Introducing...Charlemagne
     “Those albums are among my favorites,” admits singer and guitarist Craig Finn of the Springsteen influence. “He always seemed to have this cast of characters that I always wanted to know more about. Y’know, whatever happened to the Magic Rat from Jungleland?”
    We hear about a character named Charlemagne a few times on their debut.

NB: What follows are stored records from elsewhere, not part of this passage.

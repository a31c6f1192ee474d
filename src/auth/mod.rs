//! Authentication: provider adapters, the route gate, CSRF protection, and
//! the auth-operation rate limiter.

pub mod adapter;
pub mod csrf;
pub mod gate;
pub mod providers;
pub mod rate_limit;

pub use adapter::{
    AuthAdapter, AuthError, GateDecision, RouteGuardConfig, SessionInfo, UserSummary,
};
pub use gate::AuthGate;
pub use providers::{build_adapter, BuiltAdapter, TestAdapter};
pub use rate_limit::{AuthOperation, AuthRateLimiter, RateLimitDecision};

In one song he’s “bleeding from the holes in his story” and in another he is “another lover lost to the restaurant raids.” 

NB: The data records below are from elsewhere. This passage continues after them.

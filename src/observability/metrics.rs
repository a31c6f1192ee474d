//! Metrics collection and exposition.
//!
//! # Metrics
//! - `gateway_requests_total` (counter): requests by method, status
//! - `gateway_request_duration_seconds` (histogram): pipeline latency
//! - `gateway_tenant_cache_total` (counter): lookups by hit/miss
//! - `gateway_tenant_resolution_total` (counter): resolutions by source
//! - `gateway_abuse_denied_total` (counter): denials by reason
//! - `gateway_rate_limited_total` (counter): throttles by scope
//! - `gateway_auth_redirects_total` (counter): gate redirects

use std::net::SocketAddr;
use std::time::Instant;

use metrics_exporter_prometheus::PrometheusBuilder;

/// Start the Prometheus exposition endpoint.
pub fn init_metrics(addr: SocketAddr) {
    match PrometheusBuilder::new().with_http_listener(addr).install() {
        Ok(()) => tracing::info!(address = %addr, "Metrics endpoint started"),
        Err(e) => tracing::error!(error = %e, "Failed to start metrics endpoint"),
    }
}

pub fn record_request(method: &str, status: u16, start: Instant) {
    metrics::counter!(
        "gateway_requests_total",
        "method" => method.to_string(),
        "status" => status.to_string(),
    )
    .increment(1);
    metrics::histogram!("gateway_request_duration_seconds")
        .record(start.elapsed().as_secs_f64());
}

pub fn record_tenant_cache(outcome: &'static str) {
    metrics::counter!("gateway_tenant_cache_total", "outcome" => outcome).increment(1);
}

pub fn record_tenant_resolution(source: &'static str) {
    metrics::counter!("gateway_tenant_resolution_total", "source" => source).increment(1);
}

pub fn record_abuse_denied(reason: &'static str) {
    metrics::counter!("gateway_abuse_denied_total", "reason" => reason).increment(1);
}

pub fn record_rate_limited(scope: &'static str) {
    metrics::counter!("gateway_rate_limited_total", "scope" => scope).increment(1);
}

pub fn record_auth_redirect() {
    metrics::counter!("gateway_auth_redirects_total").increment(1);
}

     Finn says we can expect to hear even more from this character in the band’s upcoming release Separation Sunday, which is scheduled for release from Fenchkiss in May.


Making the year-end lists

     The Hold Steady rose from the ashes of Minneapolis art-punk band Lifter Puller, when Finn and former bandmate Tad Kubler packed up and headed East in 2000. They soon picked up Galen Polivka (bass) and more recently Bobby Drake (drums) and Franz Nicolav (keys) to fill out the lineup. 

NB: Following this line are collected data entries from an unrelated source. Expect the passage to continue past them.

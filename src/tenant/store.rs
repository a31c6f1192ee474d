//! Tenant lookup store boundary.
//!
//! The gateway does not own tenant persistence. It consumes lookups through
//! `TenantStore`, which concrete deployments back with their database. The
//! in-memory implementation here serves tests and single-node setups.

use async_trait::async_trait;
use dashmap::DashMap;

use crate::tenant::types::TenantRecord;

/// Error from a tenant store lookup.
///
/// `RelationMissing` must be distinguishable from generic failure: an
/// unmigrated schema or test database is recovered as "no tenant," while any
/// other failure propagates and fails the request.
#[derive(Debug, thiserror::Error)]
pub enum StoreError {
    #[error("tenant relation missing: {0}")]
    RelationMissing(String),

    #[error("tenant store error: {0}")]
    Backend(String),
}

/// Asynchronous tenant lookup interface.
#[async_trait]
pub trait TenantStore: Send + Sync {
    async fn find_by_slug(&self, slug: &str) -> Result<Option<TenantRecord>, StoreError>;

    async fn find_by_domain(&self, domain: &str) -> Result<Option<TenantRecord>, StoreError>;
}

/// In-memory tenant store.
#[derive(Default)]
pub struct InMemoryTenantStore {
    by_slug: DashMap<String, TenantRecord>,
    domain_to_slug: DashMap<String, String>,
}

impl InMemoryTenantStore {
    pub fn new() -> Self {
        Self::default()
    }

    /// Register a tenant, keyed by its lowercase slug.
    pub fn insert(&self, record: TenantRecord) {
        self.by_slug.insert(record.slug.to_lowercase(), record);
    }

    /// Bind a custom domain to a tenant slug.
    pub fn map_domain(&self, domain: &str, slug: &str) {
        self.domain_to_slug
            .insert(domain.to_lowercase(), slug.to_lowercase());
    }
}

#[async_trait]
impl TenantStore for InMemoryTenantStore {
    async fn find_by_slug(&self, slug: &str) -> Result<Option<TenantRecord>, StoreError> {
        Ok(self
            .by_slug
            .get(&slug.to_lowercase())
            .map(|r| r.value().clone()))
    }

    async fn find_by_domain(&self, domain: &str) -> Result<Option<TenantRecord>, StoreError> {
        let slug = match self.domain_to_slug.get(&domain.to_lowercase()) {
            Some(s) => s.value().clone(),
            None => return Ok(None),
        };
        self.find_by_slug(&slug).await
    }
}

     Almost Killed Me made it onto year-end lists of favorites in Rolling Stone, Spin and Magnet magazines. Finn, who is 33, says he is happy about the critical acclaim, and hopes the new album will only give the Hold Steady more recognition.
     “At my age I’m not going to spend all this time rehearsing if it’s going to be just playing a few songs in front of a few friends,” he says. “I don’t think it’s worth spending time on anything that you don’t want to be appreciated on somewhat of a national level.” Rock n' roll. Vomitting. What's not to love?


Pat Healy

The Hold Steady play tomorrow night (Feb. 19) with The Beatings and Bon Savants at the Plan at Great Scott (122 Commonwealth Ave., Allston) MBTA: Green Line to Harvard Ave.  For info call (617) 566-9014.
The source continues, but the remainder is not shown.